**What is expected**
The required answer is every line of the data containing the word "reason".

Record extracts Start Marker

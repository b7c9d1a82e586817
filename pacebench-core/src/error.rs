//! Runner errors

use pacebench_stats::ComparisonError;
use thiserror::Error;

/// Boxed error produced by a caller-supplied work unit
pub type WorkUnitError = Box<dyn std::error::Error + Send + Sync + 'static>;

/// Where in the run a work unit failed
#[derive(Debug, Clone, Copy, PartialEq, Eq)]
pub enum Phase {
    /// Untimed warm-up iterations
    Warmup,
    /// Timed sample with the given zero-based index
    Sample(usize),
}

impl std::fmt::Display for Phase {
    fn fmt(&self, f: &mut std::fmt::Formatter<'_>) -> std::fmt::Result {
        match self {
            Phase::Warmup => write!(f, "warm-up"),
            Phase::Sample(index) => write!(f, "sample {}", index),
        }
    }
}

/// Errors raised by configuration, running and comparing benchmarks
#[derive(Debug, Error)]
pub enum BenchError {
    /// A configuration value is out of range; nothing was executed
    #[error("Invalid configuration: {field} {reason}")]
    InvalidConfiguration {
        /// Offending field
        field: &'static str,
        /// What is wrong with it
        reason: String,
    },

    /// The baseline of a comparison has a zero, negative or NaN mean
    #[error("Invalid comparison: baseline mean must be positive, got {baseline_mean}")]
    InvalidComparison {
        /// Baseline mean that was rejected
        baseline_mean: f64,
    },

    /// The work unit returned an error; the run was aborted
    #[error("Work unit failed during {phase} (iteration {iteration}): {source}")]
    WorkUnitFailure {
        /// Phase that was executing
        phase: Phase,
        /// Zero-based iteration within the phase
        iteration: u64,
        /// Error returned by the work unit
        #[source]
        source: WorkUnitError,
    },

    /// The runtime for async work units could not be created
    #[error("Failed to build async runtime: {0}")]
    Runtime(#[from] std::io::Error),
}

impl BenchError {
    pub(crate) fn invalid(field: &'static str, reason: impl Into<String>) -> Self {
        BenchError::InvalidConfiguration {
            field,
            reason: reason.into(),
        }
    }

    /// Whether this is an `InvalidConfiguration` error
    pub fn is_invalid_configuration(&self) -> bool {
        matches!(self, BenchError::InvalidConfiguration { .. })
    }

    /// Whether this is a `WorkUnitFailure`
    pub fn is_work_unit_failure(&self) -> bool {
        matches!(self, BenchError::WorkUnitFailure { .. })
    }

    /// Stable snake_case name of the variant, used in reports
    pub fn kind(&self) -> &'static str {
        match self {
            BenchError::InvalidConfiguration { .. } => "invalid_configuration",
            BenchError::InvalidComparison { .. } => "invalid_comparison",
            BenchError::WorkUnitFailure { .. } => "work_unit_failure",
            BenchError::Runtime(_) => "runtime",
        }
    }
}

impl From<ComparisonError> for BenchError {
    fn from(e: ComparisonError) -> Self {
        match e {
            ComparisonError::NonPositiveBaseline { mean } => {
                BenchError::InvalidComparison { baseline_mean: mean }
            }
        }
    }
}

/// Result alias for runner operations
pub type Result<T> = std::result::Result<T, BenchError>;

#[cfg(test)]
mod tests {
    use super::*;

    #[test]
    fn test_display_messages() {
        let err = BenchError::invalid("iterations", "must be at least 1, got 0");
        assert_eq!(
            err.to_string(),
            "Invalid configuration: iterations must be at least 1, got 0"
        );
        assert!(err.is_invalid_configuration());

        let err = BenchError::WorkUnitFailure {
            phase: Phase::Sample(2),
            iteration: 4,
            source: "boom".into(),
        };
        assert_eq!(
            err.to_string(),
            "Work unit failed during sample 2 (iteration 4): boom"
        );
        assert!(err.is_work_unit_failure());
        assert_eq!(err.kind(), "work_unit_failure");
    }

    #[test]
    fn test_source_preserved() {
        let err = BenchError::WorkUnitFailure {
            phase: Phase::Warmup,
            iteration: 0,
            source: Box::new(std::io::Error::other("disk")),
        };
        let source = std::error::Error::source(&err).unwrap();
        assert!(source.downcast_ref::<std::io::Error>().is_some());
    }

    #[test]
    fn test_from_comparison_error() {
        let err: BenchError = ComparisonError::NonPositiveBaseline { mean: 0.0 }.into();
        assert!(matches!(err, BenchError::InvalidComparison { baseline_mean } if baseline_mean == 0.0));
    }
}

Record extracts End Marker

**Expected answer**
    #[error("Invalid configuration: {field} {reason}")]
        reason: String,
    pub(crate) fn invalid(field: &'static str, reason: impl Into<String>) -> Self {
            reason: reason.into(),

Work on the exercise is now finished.